Why Motor Sounds Matter
BLDC motors are everywhere—from industrial robots and conveyor belts to household appliances and unmanned aerial vehicles. Their popularity comes from their efficiency and reliability, but they are not immune to wear and tear. Bearings can degrade, rotors can go out of balance, and heavy loads can strain components. Traditional monitoring methods often rely on electrical measurements or vibration sensors and may miss early, subtle signs of trouble. Sound, on the other hand, is easy to capture with a simple microphone and contains rich clues about how smoothly a motor is running. The challenge is turning these noisy, real-world recordings into dependable, real-time fault alerts without needing super‑powerful computers.
Turning Raw Noise into Useful Clues
ETNeXt tackles this challenge by reshaping each three‑second motor recording into a large set of numerical fingerprints that capture how the sound behaves over time and across frequencies. First, the method breaks the sound into seven layers of detail using a mathematical tool called a wavelet transform, which separates slow, smooth trends from quicker, sharper changes. Then, for each layer, ETNeXt applies a triad of simple rules that examine tiny windows of the signal and ask whether the sound is rising, falling, or staying about the same. These local patterns are counted up into compact histograms—essentially color‑by‑numbers summaries of how often each type of micro‑pattern appears. Stacked across layers, this process yields thousands of candidate features that together describe the “texture” of the motor’s sound.
Letting the Data Choose What Matters
Not all of those thousands of features are equally informative. To avoid wasting computation and to keep the system fast enough for real‑time use, ETNeXt includes a self‑organizing selection stage. Two complementary techniques, one that learns which features best separate examples that sound different and another that scores how strongly each feature is tied to the motor’s health category, work together to rank the candidates. From this ranking, the framework consistently trims the description of each sound clip down to just a few dozen of the most telling numbers. These distilled features are then fed into two straightforward pattern recognizers—a refined nearest‑neighbor method and a curved decision boundary method—whose predictions are tested repeatedly on different slices of the data to guard against overfitting.

How Well the Method Works in Practice
The authors evaluated ETNeXt on a public dataset of 2,021 labeled audio clips from BLDC motors running in three states: healthy, mechanically damaged, and heavily loaded. Despite background noises such as talking, factory ambience, and white noise, the system correctly classified nearly every clip, reaching perfect accuracy with one of its classifiers and just under that with the other. It also maintained similarly impressive performance when tested on a completely different collection of motor recordings that included bearing and propeller faults. Importantly, the entire pipeline remains lightweight: it runs on an ordinary computer without needing specialized graphics hardware and is compact enough to be deployed on small edge devices near the machines themselves.
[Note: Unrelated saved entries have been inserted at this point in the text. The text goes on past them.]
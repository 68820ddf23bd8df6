// Copyright 2026 the attitude authors
//
// Licensed under the Apache License, Version 2.0 (the "License");
// you may not use this file except in compliance with the License.
// You may obtain a copy of the License at
//
//     http://www.apache.org/licenses/LICENSE-2.0
//
// Unless required by applicable law or agreed to in writing, software
// distributed under the License is distributed on an "AS IS" BASIS,
// WITHOUT WARRANTIES OR CONDITIONS OF ANY KIND, either express or implied.
// See the License for the specific language governing permissions and
// limitations under the License.

//! Provides the 3D and 4D vector types backing the quaternion operations.

use bincode::{Decode, Encode};
use serde::{Deserialize, Serialize};

use super::EPSILON;
use std::ops::{Add, Div, Index, IndexMut, Mul, Neg, Sub};

// --- Vec3 ---

/// A 3-dimensional vector with `f32` components.
///
/// Serves as rotation axis, Euler-angle triple, and basis vector throughout
/// the quaternion API.
#[derive(
    Debug,
    Clone,
    Copy,
    PartialEq,
    bytemuck::Pod,
    bytemuck::Zeroable,
    Serialize,
    Deserialize,
    Encode,
    Decode,
)]
#[repr(C)]
pub struct Vec3 {
    /// The x component of the vector.
    pub x: f32,
    /// The y component of the vector.
    pub y: f32,
    /// The z component of the vector.
    pub z: f32,
}

impl Vec3 {
    /// A vector with all components set to `0.0`.
    pub const ZERO: Self = Self {
        x: 0.0,
        y: 0.0,
        z: 0.0,
    };
    /// A vector with all components set to `1.0`.
    pub const ONE: Self = Self {
        x: 1.0,
        y: 1.0,
        z: 1.0,
    };
    /// The unit vector pointing along the positive X-axis.
    pub const X: Self = Self {
        x: 1.0,
        y: 0.0,
        z: 0.0,
    };
    /// The unit vector pointing along the positive Y-axis.
    pub const Y: Self = Self {
        x: 0.0,
        y: 1.0,
        z: 0.0,
    };
    /// The unit vector pointing along the positive Z-axis.
    pub const Z: Self = Self {
        x: 0.0,
        y: 0.0,
        z: 1.0,
    };

    /// Creates a new `Vec3` with the specified components.
    #[inline]
    pub const fn new(x: f32, y: f32, z: f32) -> Self {
        Self { x, y, z }
    }

    /// Calculates the squared length (magnitude) of the vector.
    /// This is faster than `length()` as it avoids a square root.
    #[inline]
    pub fn length_squared(&self) -> f32 {
        self.dot(*self)
    }

    /// Calculates the length (magnitude) of the vector.
    #[inline]
    pub fn length(&self) -> f32 {
        self.length_squared().sqrt()
    }

    /// Returns a normalized version of the vector with a length of 1.
    /// If the vector's length is near zero, it returns `Vec3::ZERO`.
    #[inline]
    pub fn normalize(&self) -> Self {
        let len_sq = self.length_squared();
        if len_sq > EPSILON * EPSILON {
            *self * (1.0 / len_sq.sqrt())
        } else {
            Self::ZERO
        }
    }

    /// Calculates the dot product of this vector and another.
    #[inline]
    pub fn dot(&self, other: Self) -> f32 {
        self.x * other.x + self.y * other.y + self.z * other.z
    }

    /// Computes the cross product of this vector and another.
    #[inline]
    pub fn cross(&self, other: Self) -> Self {
        Self {
            x: self.y * other.z - self.z * other.y,
            y: self.z * other.x - self.x * other.z,
            z: self.x * other.y - self.y * other.x,
        }
    }

    /// Retrieves a component of the vector by its index.
    ///
    /// # Panics
    /// Panics if `index` is not 0, 1, or 2.
    #[inline]
    pub fn get(&self, index: usize) -> f32 {
        match index {
            0 => self.x,
            1 => self.y,
            2 => self.z,
            _ => panic!("Index out of bounds for Vec3"),
        }
    }
}

// --- Operator Overloads ---

impl Default for Vec3 {
    /// Returns `Vec3::ZERO`.
    #[inline]
    fn default() -> Self {
        Self::ZERO
    }
}

impl Add for Vec3 {
    type Output = Self;
    /// Adds two vectors component-wise.
    #[inline]
    fn add(self, rhs: Self) -> Self::Output {
        Self {
            x: self.x + rhs.x,
            y: self.y + rhs.y,
            z: self.z + rhs.z,
        }
    }
}

impl Sub for Vec3 {
    type Output = Self;
    /// Subtracts two vectors component-wise.
    #[inline]
    fn sub(self, rhs: Self) -> Self::Output {
        Self {
            x: self.x - rhs.x,
            y: self.y - rhs.y,
            z: self.z - rhs.z,
        }
    }
}

impl Mul<f32> for Vec3 {
    type Output = Self;
    /// Multiplies the vector by a scalar.
    #[inline]
    fn mul(self, rhs: f32) -> Self::Output {
        Self {
            x: self.x * rhs,
            y: self.y * rhs,
            z: self.z * rhs,
        }
    }
}

impl Mul<Vec3> for f32 {
    type Output = Vec3;
    /// Multiplies a scalar by a vector.
    #[inline]
    fn mul(self, rhs: Vec3) -> Self::Output {
        rhs * self
    }
}

impl Mul<Vec3> for Vec3 {
    type Output = Self;
    /// Multiplies two vectors component-wise.
    #[inline]
    fn mul(self, rhs: Self) -> Self::Output {
        Self {
            x: self.x * rhs.x,
            y: self.y * rhs.y,
            z: self.z * rhs.z,
        }
    }
}

impl Div<f32> for Vec3 {
    type Output = Self;
    /// Divides the vector by a scalar.
    #[inline]
    fn div(self, rhs: f32) -> Self::Output {
        let inv_rhs = 1.0 / rhs;
        Self {
            x: self.x * inv_rhs,
            y: self.y * inv_rhs,
            z: self.z * inv_rhs,
        }
    }
}

impl Neg for Vec3 {
    type Output = Self;
    /// Negates the vector.
    #[inline]
    fn neg(self) -> Self::Output {
        Self {
            x: -self.x,
            y: -self.y,
            z: -self.z,
        }
    }
}

impl Index<usize> for Vec3 {
    type Output = f32;
    /// Allows accessing a vector component by index.
    /// # Panics
    /// Panics if `index` is not 0, 1, or 2.
    #[inline]
    fn index(&self, index: usize) -> &Self::Output {
        match index {
            0 => &self.x,
            1 => &self.y,
            2 => &self.z,
            _ => panic!("Index out of bounds for Vec3"),
        }
    }
}

impl IndexMut<usize> for Vec3 {
    /// Allows mutably accessing a vector component by index.
    /// # Panics
    /// Panics if `index` is not 0, 1, or 2.
    #[inline]
    fn index_mut(&mut self, index: usize) -> &mut Self::Output {
        match index {
            0 => &mut self.x,
            1 => &mut self.y,
            2 => &mut self.z,
            _ => panic!("Index out of bounds for Vec3"),
        }
    }
}

// --- Vec4 ---

/// A 4-dimensional vector with `f32` components.
///
/// Mirrors the raw component layout of a [`Quaternion`](crate::Quaternion):
/// `(x, y, z)` the vector part and `w` the scalar part, so the two can be
/// converted losslessly in either direction.
#[derive(
    Debug,
    Default,
    Copy,
    Clone,
    PartialEq,
    bytemuck::Pod,
    bytemuck::Zeroable,
    Serialize,
    Deserialize,
    Encode,
    Decode,
)]
#[repr(C)]
pub struct Vec4 {
    /// The x component of the vector.
    pub x: f32,
    /// The y component of the vector.
    pub y: f32,
    /// The z component of the vector.
    pub z: f32,
    /// The w component of the vector.
    pub w: f32,
}

impl Vec4 {
    /// Creates a new `Vec4` with the specified components.
    #[inline]
    pub const fn new(x: f32, y: f32, z: f32, w: f32) -> Self {
        Self { x, y, z, w }
    }

    /// Creates a `Vec4` from a `Vec3` and a `w` component.
    #[inline]
    pub fn from_vec3(v: Vec3, w: f32) -> Self {
        Self::new(v.x, v.y, v.z, w)
    }

    /// Returns the `[x, y, z]` components of the vector as a `Vec3`, discarding `w`.
    #[inline]
    pub fn truncate(&self) -> Vec3 {
        Vec3::new(self.x, self.y, self.z)
    }

    /// Calculates the dot product of this vector and another.
    #[inline]
    pub fn dot(&self, other: Self) -> f32 {
        self.x * other.x + self.y * other.y + self.z * other.z + self.w * other.w
    }
}

// --- Tests ---
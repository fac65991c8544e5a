use std::fs;
use std::io::{self, Read, Write};
use std::path::{Path, PathBuf};
use std::process::ExitCode;

use anyhow::Context;
use clap::{Parser, ValueEnum};
use rtranspiler::{
  BlockStyle, Options, Precedence, TranspileResult, parse_with, tokenize, transpile_with,
};
use tracing::info;
use tracing_subscriber::EnvFilter;

/// Translate a small imperative language into C-family source text.
#[derive(Debug, Parser)]
#[command(name = "rtranspiler", version, about)]
struct Args {
  /// Source file to translate. Reads stdin when omitted or `-`.
  input: Option<PathBuf>,

  /// Write the result to this file instead of stdout.
  #[arg(short, long)]
  output: Option<PathBuf>,

  /// TOML file with dialect options.
  #[arg(short, long)]
  config: Option<PathBuf>,

  /// How conditions group operators: `flat` or `standard`.
  #[arg(long)]
  precedence: Option<Precedence>,

  /// Where blocks end: `keyword` or `explicit`.
  #[arg(long)]
  blocks: Option<BlockStyle>,

  /// What to print.
  #[arg(long, value_enum, default_value_t = Emit::Code)]
  emit: Emit,

  /// More log output on stderr; repeat for more detail.
  #[arg(short, long, action = clap::ArgAction::Count)]
  verbose: u8,
}

#[derive(Debug, Clone, Copy, PartialEq, Eq, ValueEnum)]
enum Emit {
  /// Generated target code.
  Code,
  /// One token per line.
  Tokens,
  /// The parsed syntax tree.
  Ast,
}

fn main() -> anyhow::Result<ExitCode> {
  let args = Args::parse();
  init_logging(args.verbose);

  let status = run(
    &args,
    io::stdin().lock(),
    &mut io::stdout().lock(),
    &mut io::stderr().lock(),
  )?;
  Ok(ExitCode::from(status))
}

/// One full run of the driver. Returns the process exit status: `1` when the
/// source fails to translate, after the diagnostic is written to `stderr`.
fn run(
  args: &Args,
  stdin: impl Read,
  stdout: &mut impl Write,
  stderr: &mut impl Write,
) -> anyhow::Result<u8> {
  let options = resolve_options(args)?;
  let source = read_input(args.input.as_deref(), stdin)?;

  let text = match render(&source, &options, args.emit) {
    Ok(text) => text,
    Err(err) => {
      writeln!(stderr, "{}", err.render(&source)).context("could not write stderr")?;
      return Ok(1);
    }
  };

  write_output(args.output.as_deref(), &text, stdout)?;
  Ok(0)
}

fn init_logging(verbose: u8) {
  let default = match verbose {
    0 => "warn",
    1 => "info",
    2 => "debug",
    _ => "trace",
  };
  let filter = EnvFilter::try_from_default_env().unwrap_or_else(|_| EnvFilter::new(default));
  tracing_subscriber::fmt()
    .with_env_filter(filter)
    .with_writer(io::stderr)
    .init();
}

/// Config file first, then command-line overrides.
fn resolve_options(args: &Args) -> anyhow::Result<Options> {
  let mut options = match &args.config {
    Some(path) => Options::load(path)?,
    None => Options::default(),
  };
  if let Some(precedence) = args.precedence {
    options.precedence = precedence;
  }
  if let Some(blocks) = args.blocks {
    options.blocks = blocks;
  }

  info!(precedence = %options.precedence, blocks = %options.blocks, "resolved options");
  Ok(options)
}

fn read_input(path: Option<&Path>, mut stdin: impl Read) -> anyhow::Result<String> {
  match path {
    Some(path) if path != Path::new("-") => fs::read_to_string(path)
      .with_context(|| format!("could not read {}", path.display())),
    _ => {
      let mut source = String::new();
      stdin
        .read_to_string(&mut source)
        .context("could not read stdin")?;
      Ok(source)
    }
  }
}

fn render(source: &str, options: &Options, mode: Emit) -> TranspileResult<String> {
  match mode {
    Emit::Code => transpile_with(source, options).map(|code| code + "\n"),
    Emit::Tokens => Ok(
      tokenize(source)?
        .iter()
        .map(|token| format!("{token}\n"))
        .collect(),
    ),
    Emit::Ast => {
      let program = parse_with(tokenize(source)?, options)?;
      Ok(format!("{program:#?}\n"))
    }
  }
}

fn write_output(path: Option<&Path>, text: &str, stdout: &mut impl Write) -> anyhow::Result<()> {
  match path {
    Some(path) => {
      fs::write(path, text).with_context(|| format!("could not write {}", path.display()))?;
      info!(path = %path.display(), "wrote output");
    }
    None => stdout
      .write_all(text.as_bytes())
      .context("could not write stdout")?,
  }
  Ok(())
}

#[cfg(test)]
mod tests {
  use super::*;
  use pretty_assertions::assert_eq;
  use tempfile::TempDir;

  fn args(argv: &[&str]) -> Args {
    Args::try_parse_from(std::iter::once("rtranspiler").chain(argv.iter().copied()))
      .expect("arguments should parse")
  }

  /// Run the driver on `stdin`, returning status, stdout and stderr.
  fn run_with(argv: &[&str], stdin: &str) -> (u8, String, String) {
    let mut stdout = Vec::new();
    let mut stderr = Vec::new();
    let status = run(&args(argv), stdin.as_bytes(), &mut stdout, &mut stderr)
      .expect("driver should not fail");
    (
      status,
      String::from_utf8(stdout).unwrap(),
      String::from_utf8(stderr).unwrap(),
    )
  }

  #[test]
  fn reads_stdin_when_input_is_omitted_or_dash() {
    let expected = (0, "x = (1 + 2);\n".to_string(), String::new());
    assert_eq!(run_with(&[], "x = 1 + 2"), expected);
    assert_eq!(run_with(&["-"], "x = 1 + 2"), expected);
  }

  #[test]
  fn reads_input_file_and_writes_output_file() {
    let dir = TempDir::new().unwrap();
    let input = dir.path().join("loop.src");
    let output = dir.path().join("loop.js");
    fs::write(&input, "while n > 0:\nn = n - 1").unwrap();

    let (status, stdout, _) = run_with(
      &[input.to_str().unwrap(), "-o", output.to_str().unwrap()],
      "",
    );
    assert_eq!(status, 0);
    assert_eq!(stdout, "");
    assert_eq!(
      fs::read_to_string(&output).unwrap(),
      "while ((n > 0)) { n = (n - 1); }\n"
    );
  }

  #[test]
  fn flags_override_config_file() {
    let dir = TempDir::new().unwrap();
    let config = dir.path().join("dialect.toml");
    fs::write(&config, "precedence = \"standard\"\nblocks = \"explicit\"\n").unwrap();
    let config = config.to_str().unwrap();

    let options = resolve_options(&args(&["-c", config])).unwrap();
    assert_eq!(
      options,
      Options {
        precedence: Precedence::Standard,
        blocks: BlockStyle::Explicit,
      }
    );

    let options = resolve_options(&args(&["-c", config, "--precedence", "flat"])).unwrap();
    assert_eq!(options.precedence, Precedence::Flat);
    assert_eq!(options.blocks, BlockStyle::Explicit);

    let options = resolve_options(&args(&["-c", config, "--blocks", "keyword"])).unwrap();
    assert_eq!(options.precedence, Precedence::Standard);
    assert_eq!(options.blocks, BlockStyle::Keyword);
  }

  #[test]
  fn missing_config_file_is_a_driver_error() {
    let err = resolve_options(&args(&["-c", "/definitely/not/here.toml"])).unwrap_err();
    assert!(err.to_string().contains("/definitely/not/here.toml"), "{err}");
  }

  #[test]
  fn rejects_unknown_flag_values() {
    let result = Args::try_parse_from(["rtranspiler", "--blocks", "python"]);
    assert!(result.is_err());
  }

  #[test]
  fn emits_one_token_per_line() {
    let text = render("x = 1", &Options::default(), Emit::Tokens).unwrap();
    assert_eq!(text, "identifier x\noperator =\nnumber 1\n");
  }

  #[test]
  fn emits_debug_tree() {
    let text = render("x = 1", &Options::default(), Emit::Ast).unwrap();
    assert!(text.starts_with("Program {"), "{text}");
    assert!(text.contains("Assignment {"), "{text}");
    assert!(text.contains("\"x\""), "{text}");
  }

  #[test]
  fn emits_code_with_trailing_newline() {
    let text = render("f(1)", &Options::default(), Emit::Code).unwrap();
    assert_eq!(text, "f(1);\n");
  }

  #[test]
  fn render_respects_options() {
    let options = Options {
      precedence: Precedence::Standard,
      ..Options::default()
    };
    let text = render("while a or b and c:\nx = 1", &options, Emit::Code).unwrap();
    assert_eq!(text, "while ((a or (b and c))) { x = 1; }\n");
  }

  #[test]
  fn render_propagates_pipeline_errors() {
    assert!(render("x = @", &Options::default(), Emit::Tokens).is_err());
    assert!(render("x = ", &Options::default(), Emit::Ast).is_err());
  }

  #[test]
  fn pipeline_error_prints_diagnostic_and_fails() {
    let (status, stdout, stderr) = run_with(&[], "x = 1\ny = x @ 2");
    assert_eq!(status, 1);
    assert_eq!(stdout, "");
    assert_eq!(
      stderr,
      "2:7: y = x @ 2\n           ^ no token matches at offset 12\n"
    );
  }
}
From Lab Method to Everyday Safeguard
In simple terms, this work shows that a smart, carefully engineered way of counting tiny sound patterns can rival or even surpass more fashionable deep‑learning systems, while demanding far less computing power. ETNeXt turns short snippets of motor noise into early‑warning signals about wear, overload, or emerging faults, all in near real time. If integrated into industrial equipment, electric vehicles, or drones, such listening systems could cut unplanned downtime, improve safety, and extend machine lifetimes—quietly working in the background whenever a motor is running.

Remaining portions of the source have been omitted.